Return verbatim every line from the first line of the data below to the line that contains "use crate::error::ApiError;", inclusive, and no further.

Dataset records:
»»

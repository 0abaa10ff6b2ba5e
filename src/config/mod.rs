//! Configuration
//!
//! Layered settings for the sorter: built-in defaults, the global config
//! file, an explicit `--config` file, then `BOOKMARK_SORTER__*` environment
//! variables (highest precedence).

pub mod facade;
pub mod merge;
pub mod paths;
pub mod sources;

use crate::error::ApiError;
use crate::logging::LoggingConfig;
use crate::reconcile::ReconcileOptions;
use crate::service::{ApplyTarget, SortOptions};
use crate::sort::SortPolicy;
use crate::types::DEFAULT_ANCHOR_TITLE;
use serde::{Deserialize, Serialize};
use std::path::PathBuf;
use std::time::Duration;

pub use facade::ConfigLoader;

/// Policy used when none is given on the command line.
pub const DEFAULT_POLICY: &str = "title";

/// Top-level configuration.
#[derive(Debug, Clone, Default, Serialize, Deserialize)]
pub struct SorterConfig {
    #[serde(default)]
    pub store: StoreConfig,
    #[serde(default)]
    pub sort: SortConfig,
    #[serde(default)]
    pub reconcile: ReconcileConfig,
    #[serde(default)]
    pub logging: LoggingConfig,
}

#[derive(Debug, Clone, Default, Serialize, Deserialize)]
pub struct StoreConfig {
    /// sled database directory; defaults to the XDG data dir
    #[serde(default)]
    pub path: Option<PathBuf>,
}

#[derive(Debug, Clone, Serialize, Deserialize)]
pub struct SortConfig {
    #[serde(default = "default_policy")]
    pub default_policy: String,
    #[serde(default = "default_anchor_title")]
    pub anchor_title: String,
    #[serde(default)]
    pub target: ApplyTarget,
}

fn default_policy() -> String {
    DEFAULT_POLICY.to_string()
}

fn default_anchor_title() -> String {
    DEFAULT_ANCHOR_TITLE.to_string()
}

impl Default for SortConfig {
    fn default() -> Self {
        Self {
            default_policy: default_policy(),
            anchor_title: default_anchor_title(),
            target: ApplyTarget::default(),
        }
    }
}

#[derive(Debug, Clone, Default, Serialize, Deserialize)]
pub struct ReconcileConfig {
    #[serde(default)]
    pub operation_timeout_ms: Option<u64>,
    #[serde(default)]
    pub max_in_flight: Option<usize>,
}

impl SorterConfig {
    /// Reject values that would only fail later, mid-run.
    pub fn validate(&self) -> Result<(), ApiError> {
        self.sort
            .default_policy
            .parse::<SortPolicy>()
            .map_err(|e| ApiError::ConfigError(format!("sort.default_policy: {}", e)))?;
        if self.sort.anchor_title.is_empty() {
            return Err(ApiError::ConfigError(
                "sort.anchor_title cannot be empty".to_string(),
            ));
        }
        if self.reconcile.max_in_flight == Some(0) {
            return Err(ApiError::ConfigError(
                "reconcile.max_in_flight must be at least 1".to_string(),
            ));
        }
        if self.reconcile.operation_timeout_ms == Some(0) {
            return Err(ApiError::ConfigError(
                "reconcile.operation_timeout_ms must be at least 1".to_string(),
            ));
        }
        Ok(())
    }

    pub fn sort_options(&self) -> SortOptions {
        SortOptions {
            anchor_title: self.sort.anchor_title.clone(),
            target: self.sort.target,
            reconcile: ReconcileOptions {
                operation_timeout: self.reconcile.operation_timeout_ms.map(Duration::from_millis),
                max_in_flight: self.reconcile.max_in_flight,
            },
        }
    }

    /// Configured store path, or the default under the XDG data dir.
    pub fn store_path(&self) -> Result<PathBuf, ApiError> {
        match &self.store.path {
            Some(path) => Ok(path.clone()),
            None => paths::xdg_root::default_store_path(),
        }
    }
}
//! Environment variable source: BOOKMARK_SORTER_* prefix with __ separator

use config::builder::DefaultState;
use config::ConfigBuilder;
use config::ConfigError;
use config::Environment;

/// Add environment variable overlay to builder.
/// `BOOKMARK_SORTER__SORT__ANCHOR_TITLE` sets `sort.anchor_title`.
pub fn add_to_builder(
    builder: ConfigBuilder<DefaultState>,
) -> Result<ConfigBuilder<DefaultState>, ConfigError> {
    let builder = builder.add_source(
        Environment::with_prefix("BOOKMARK_SORTER")
            .separator("__")
            .try_parsing(true),
    );
    Ok(builder)
}
//! Filesystem locations used by the sorter.

pub mod xdg_root;
//! Text rendering for CLI output.

use crate::reconcile::{NodeAction, NodeOutcome, ReconcileReport};
use crate::service::{ApplyReport, SortPlan};
use crate::sort::SortPolicy;
use crate::tree::{BookmarkNode, ReconstructedNode};
use comfy_table::presets::UTF8_BORDERS_ONLY;
use comfy_table::Table;
use owo_colors::OwoColorize;
use std::fmt::Write;

/// Indented listing of a store snapshot.
pub fn render_tree(root: &BookmarkNode) -> String {
    fn walk(node: &BookmarkNode, depth: usize, out: &mut String) {
        let indent = "  ".repeat(depth);
        match node.url() {
            Some(url) => {
                let _ = writeln!(out, "{}- {} <{}> [{}]", indent, node.title, url, node.id);
            }
            None => {
                let _ = writeln!(out, "{}+ {}/ [{}]", indent, node.title, node.id);
            }
        }
        for child in node.children() {
            walk(child, depth + 1, out);
        }
    }

    let mut out = String::new();
    for child in root.children() {
        walk(child, 0, &mut out);
    }
    if out.is_empty() {
        out.push_str("(empty)\n");
    }
    out
}

/// The tree a sort would produce, plus warnings.
pub fn render_plan(plan: &SortPlan) -> String {
    fn walk(node: &ReconstructedNode, depth: usize, out: &mut String) {
        let marker = if node.is_folder() { "+" } else { "-" };
        let _ = writeln!(out, "{}{} {} [{}]", "  ".repeat(depth), marker, node.title, node.id);
        for child in &node.children {
            walk(child, depth + 1, out);
        }
    }

    let mut out = String::new();
    let _ = writeln!(
        out,
        "Plan: policy {}, applied under {}",
        plan.policy, plan.target_parent
    );
    for node in &plan.nodes {
        walk(node, 1, &mut out);
    }
    for warning in &plan.warnings {
        let _ = writeln!(out, "warning: {}", warning);
    }
    out
}

/// Summary line and outcome table for a sort run.
pub fn render_apply_report(report: &ApplyReport, color: bool) -> String {
    let mut out = format!(
        "Applied policy {} under {}\n",
        report.policy, report.target_parent
    );
    for warning in &report.warnings {
        let _ = writeln!(out, "warning: {}", warning);
    }
    out.push_str(&render_reconcile_report(&report.reconcile, color));
    out
}

/// Outcome table for a reconciliation run.
pub fn render_reconcile_report(report: &ReconcileReport, color: bool) -> String {
    let mut table = Table::new();
    table.load_preset(UTF8_BORDERS_ONLY);
    table.set_header(vec!["Node", "Action", "Parent", "Index", "Status"]);

    fn rows(outcomes: &[NodeOutcome], depth: usize, color: bool, table: &mut Table) {
        for outcome in outcomes {
            let marker = if outcome.folder { "+" } else { "-" };
            let status = match (&outcome.error, outcome.action) {
                (_, NodeAction::Skipped) => paint("skipped", color, Status::Skipped),
                (Some(error), _) => paint(&format!("failed: {}", error), color, Status::Failed),
                (None, _) => paint("ok", color, Status::Ok),
            };
            let action = match outcome.action {
                NodeAction::Moved => "move",
                NodeAction::Created => "create",
                NodeAction::Skipped => "-",
            };
            table.add_row(vec![
                format!("{}{} {}", "  ".repeat(depth), marker, outcome.title),
                action.to_string(),
                outcome.parent_id.clone().unwrap_or_else(|| "-".to_string()),
                outcome.index.to_string(),
                status,
            ]);
            rows(&outcome.children, depth + 1, color, table);
        }
    }
    rows(&report.outcomes, 0, color, &mut table);

    let summary = &report.summary;
    format!(
        "{}\n{} moved, {} created, {} failed, {} skipped\n",
        table, summary.moved, summary.created, summary.failed, summary.skipped
    )
}

/// Table of the available sort policies.
pub fn render_policies() -> String {
    let mut table = Table::new();
    table.load_preset(UTF8_BORDERS_ONLY);
    table.set_header(vec!["Policy", "Order"]);
    for policy in SortPolicy::ALL {
        table.add_row(vec![policy.name(), policy.description()]);
    }
    format!("{}\n", table)
}

enum Status {
    Ok,
    Failed,
    Skipped,
}

fn paint(text: &str, color: bool, status: Status) -> String {
    if !color {
        return text.to_string();
    }
    match status {
        Status::Ok => text.green().to_string(),
        Status::Failed => text.red().to_string(),
        Status::Skipped => text.yellow().to_string(),
    }
}
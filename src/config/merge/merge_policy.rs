//! Built-in defaults, the lowest-precedence layer.

use crate::config::DEFAULT_POLICY;
use crate::types::DEFAULT_ANCHOR_TITLE;
use config::builder::DefaultState;
use config::{Config, ConfigBuilder, ConfigError};

/// Builder seeded with the default values every later source overrides.
pub fn builder_with_defaults() -> Result<ConfigBuilder<DefaultState>, ConfigError> {
    Config::builder()
        .set_default("sort.default_policy", DEFAULT_POLICY)?
        .set_default("sort.anchor_title", DEFAULT_ANCHOR_TITLE)?
        .set_default("sort.target", "root")?
        .set_default("logging.enabled", true)?
        .set_default("logging.level", "info")?
        .set_default("logging.format", "text")?
        .set_default("logging.output", "stderr")
}
use super::support::{build_root, shape_strategy};
use bookmark_sorter::tree::{
    flatten, reconstruct, snapshot_from_json, snapshot_to_json, BookmarkNode, ReconstructedNode,
};
use proptest::prelude::*;

fn assert_same_shape(original: &BookmarkNode, rebuilt: &ReconstructedNode) {
    assert_eq!(original.id, rebuilt.id);
    assert_eq!(original.title, rebuilt.title);
    assert_eq!(original.url(), rebuilt.url.as_deref());
    assert_eq!(original.date_added, rebuilt.date_added);
    assert_eq!(original.children().len(), rebuilt.children.len());
    for (a, b) in original.children().iter().zip(&rebuilt.children) {
        assert_same_shape(a, b);
    }
}

proptest! {
    #![proptest_config(ProptestConfig { cases: 64, .. ProptestConfig::default() })]

    #[test]
    fn flatten_then_reconstruct_preserves_tree(
        top in prop::collection::vec(shape_strategy(), 0..5)
    ) {
        let root = build_root(&top);
        let records = flatten(&root);
        prop_assert_eq!(records.len(), root.node_count());

        let rebuilt = reconstruct(&records);
        prop_assert_eq!(rebuilt.len(), root.children().len());
        for (a, b) in root.children().iter().zip(&rebuilt) {
            assert_same_shape(a, b);
        }
    }

    #[test]
    fn json_snapshot_round_trips(top in prop::collection::vec(shape_strategy(), 0..4)) {
        let root = build_root(&top);
        let json = snapshot_to_json(&root).unwrap();
        let parsed = snapshot_from_json(&json).unwrap();
        prop_assert_eq!(parsed, root);
    }
}

#[test]
fn flatten_is_pre_order_with_root_first() {
    let root = BookmarkNode::folder(
        "0",
        "",
        vec![
            BookmarkNode::folder(
                "1",
                "a",
                vec![BookmarkNode::bookmark("2", "b", "https://b.example")],
            ),
            BookmarkNode::bookmark("3", "c", "https://c.example"),
        ],
    );
    let ids: Vec<String> = flatten(&root).into_iter().map(|r| r.id).collect();
    assert_eq!(ids, vec!["0", "1", "2", "3"]);
}
use crate::models;
use serde::{Deserialize, Serialize};
use serde_valid::Validate;

/// Body of POST /usage/check and POST /usage/record
#[derive(Serialize, Deserialize, Debug, Validate)]
pub struct UsageEvent {
    /// Exam section / organ system key, e.g. "kardiologie"
    #[validate(min_length = 1)]
    #[validate(max_length = 64)]
    pub section: String,
    pub action: models::UsageAction,
}
use actix_web::{error::ResponseError, http::StatusCode, HttpResponse};
use serde_json::json;

/// Errors that can occur during external service communication
#[derive(Debug, thiserror::Error)]
pub enum ConnectorError {
    /// HTTP request/response error
    #[error("HTTP error: {0}")]
    HttpError(String),
    /// Service unreachable or timeout
    #[error("Service unavailable: {0}")]
    ServiceUnavailable(String),
    /// Invalid response format from external service
    #[error("Invalid response: {0}")]
    InvalidResponse(String),
    /// Authentication error (401/403)
    #[error("Unauthorized: {0}")]
    Unauthorized(String),
    /// Not found (404)
    #[error("Not found: {0}")]
    NotFound(String),
}

impl ResponseError for ConnectorError {
    fn error_response(&self) -> HttpResponse {
        let message = match self {
            Self::HttpError(_) => "External service error",
            Self::ServiceUnavailable(_) => "Service unavailable",
            Self::InvalidResponse(_) => "Invalid external service response",
            Self::Unauthorized(_) => "Unauthorized",
            Self::NotFound(_) => "Resource not found",
        };

        HttpResponse::build(self.status_code()).json(json!({
            "error": message,
            "details": self.to_string(),
        }))
    }

    fn status_code(&self) -> StatusCode {
        match self {
            Self::HttpError(_) => StatusCode::BAD_GATEWAY,
            Self::ServiceUnavailable(_) => StatusCode::SERVICE_UNAVAILABLE,
            Self::InvalidResponse(_) => StatusCode::BAD_GATEWAY,
            Self::Unauthorized(_) => StatusCode::UNAUTHORIZED,
            Self::NotFound(_) => StatusCode::NOT_FOUND,
        }
    }
}

impl From<reqwest::Error> for ConnectorError {
    fn from(err: reqwest::Error) -> Self {
        if err.is_timeout() {
            Self::ServiceUnavailable(format!("Request timeout: {}", err))
        } else if err.is_connect() {
            Self::ServiceUnavailable(format!("Connection failed: {}", err))
        } else {
            Self::HttpError(err.to_string())
        }
    }
}
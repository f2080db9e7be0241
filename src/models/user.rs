use chrono::NaiveDate;
use serde::{Deserialize, Serialize};

/// User record as delivered by the Auth Service. Read-only on our side;
/// the Auth Service owns account type and expiry.
#[derive(Debug, Clone, Serialize, Deserialize)]
pub struct User {
    pub id: String,
    pub email: String,
    /// Raw plan code (`free`, `paid_1m`, `paid_3m`); absent for accounts
    /// that never went through checkout
    pub account_type: Option<String>,
    /// End of the paid period; a paid plan without an expiry never expires
    pub plan_expiry: Option<NaiveDate>,
}
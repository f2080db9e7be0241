use serde_derive::Serialize;

/// Response envelope used by every handler: status/code/message plus an
/// item or a list. The code field mirrors the HTTP semantics but travels
/// in the body, which is what the browser client reads.
#[derive(Serialize)]
pub struct JsonResponse<T> {
    pub status: String,
    pub message: String,
    pub code: u32,
    pub item: Option<T>,
    pub list: Option<Vec<T>>,
}

impl<T: serde::Serialize> JsonResponse<T> {
    pub fn ok(item: T, message: &str) -> Self {
        let message = if message.trim().is_empty() {
            "Success".to_string()
        } else {
            message.to_string()
        };
        JsonResponse {
            status: "OK".to_string(),
            message,
            code: 200,
            item: Some(item),
            list: None,
        }
    }

    pub fn ok_list(list: Vec<T>) -> Self {
        JsonResponse {
            status: "OK".to_string(),
            message: "Success".to_string(),
            code: 200,
            item: None,
            list: Some(list),
        }
    }

    pub fn error(code: u32, message: &str) -> Self {
        JsonResponse {
            status: "Error".to_string(),
            message: message.to_string(),
            code,
            item: None,
            list: None,
        }
    }

    pub fn error_with(code: u32, message: &str, item: T) -> Self {
        JsonResponse {
            status: "Error".to_string(),
            message: message.to_string(),
            code,
            item: Some(item),
            list: None,
        }
    }
}
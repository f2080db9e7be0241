pub mod configuration;
pub mod connectors;
pub mod db;
pub mod forms;
pub mod helpers;
pub mod models;
pub mod routes;
pub mod services;
pub mod startup;
pub mod telemetry;
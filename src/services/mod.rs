pub mod entitlement;
pub mod usage_store;

pub use entitlement::{
    check_usage, effective_tier, record_usage, week_start, DenyReason, RecordError, UsageDecision,
};
pub use usage_store::{MemoryUsageStore, PgUsageStore, StoreError, UsageStore};
use crate::models::{UsageAction, UsageCounter};
use chrono::NaiveDate;
use sqlx::PgPool;
use tracing::Instrument;
use uuid::Uuid;

pub async fn fetch(
    pool: &PgPool,
    user_id: &str,
    section: &str,
    week_start: NaiveDate,
) -> Result<Option<UsageCounter>, String> {
    let query_span = tracing::info_span!("Fetching the usage counter by key");
    sqlx::query_as::<_, UsageCounter>(
        r#"
        SELECT *
        FROM usage_counter
        WHERE user_id = $1 AND section = $2 AND week_start = $3
        LIMIT 1
        "#,
    )
    .bind(user_id)
    .bind(section)
    .bind(week_start)
    .fetch_optional(pool)
    .instrument(query_span)
    .await
    .map_err(|err| {
        tracing::error!("Failed to execute fetch query: {:?}", err);
        "Internal Server Error".to_string()
    })
}

/// Atomic get-or-insert against the (user_id, section, week_start) unique
/// key. Two concurrent callers both get the same row back. The lifetime
/// case field of a fresh row is seeded from the user+section's prior weeks.
pub async fn fetch_or_create(
    pool: &PgPool,
    user_id: &str,
    section: &str,
    week_start: NaiveDate,
) -> Result<UsageCounter, String> {
    let query_span = tracing::info_span!("Fetching or creating the weekly usage counter");
    sqlx::query_as::<_, UsageCounter>(
        r#"
        INSERT INTO usage_counter
            (id, user_id, section, week_start, speech_count, cases_opened_week,
             cases_opened_total, anamnese_sessions, aufklaerung_sessions,
             created_at, updated_at)
        VALUES
            ($1, $2, $3, $4, 0, 0,
             COALESCE((SELECT MAX(cases_opened_total) FROM usage_counter
                       WHERE user_id = $2 AND section = $3), 0),
             0, 0, NOW(), NOW())
        ON CONFLICT (user_id, section, week_start)
        DO UPDATE SET updated_at = usage_counter.updated_at
        RETURNING *
        "#,
    )
    .bind(Uuid::new_v4())
    .bind(user_id)
    .bind(section)
    .bind(week_start)
    .fetch_one(pool)
    .instrument(query_span)
    .await
    .map_err(|err| {
        tracing::error!("Failed to execute upsert query: {:?}", err);
        "Internal Server Error".to_string()
    })
}

/// Monotonic increment of the counter field(s) for an action. Returns
/// Ok(None) when the row does not exist; callers treat that as a no-op
/// failure rather than creating a row.
pub async fn increment(
    pool: &PgPool,
    id: Uuid,
    action: UsageAction,
) -> Result<Option<UsageCounter>, String> {
    let query_span = tracing::info_span!("Incrementing the usage counter");
    let query = match action {
        UsageAction::Speech => {
            r#"
            UPDATE usage_counter
            SET speech_count = speech_count + 1, updated_at = NOW()
            WHERE id = $1
            RETURNING *
            "#
        }
        UsageAction::CaseOpen => {
            r#"
            UPDATE usage_counter
            SET cases_opened_week = cases_opened_week + 1,
                cases_opened_total = cases_opened_total + 1,
                updated_at = NOW()
            WHERE id = $1
            RETURNING *
            "#
        }
        UsageAction::Anamnese => {
            r#"
            UPDATE usage_counter
            SET anamnese_sessions = anamnese_sessions + 1, updated_at = NOW()
            WHERE id = $1
            RETURNING *
            "#
        }
        UsageAction::Aufklaerung => {
            r#"
            UPDATE usage_counter
            SET aufklaerung_sessions = aufklaerung_sessions + 1, updated_at = NOW()
            WHERE id = $1
            RETURNING *
            "#
        }
    };

    sqlx::query_as::<_, UsageCounter>(query)
        .bind(id)
        .fetch_optional(pool)
        .instrument(query_span)
        .await
        .map_err(|err| {
            tracing::error!("Failed to execute increment query: {:?}", err);
            "Internal Server Error".to_string()
        })
}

««

Output below:
repository 0abaa10ff6b2ba5e
filename src/config/mod.rs
//! Configuration
//!
//! Layered settings for the sorter: built-in defaults, the global config
//! file, an explicit `--config` file, then `BOOKMARK_SORTER__*` environment
//! variables (highest precedence).

pub mod facade;
pub mod merge;
pub mod paths;
pub mod sources;

use crate::error::ApiError;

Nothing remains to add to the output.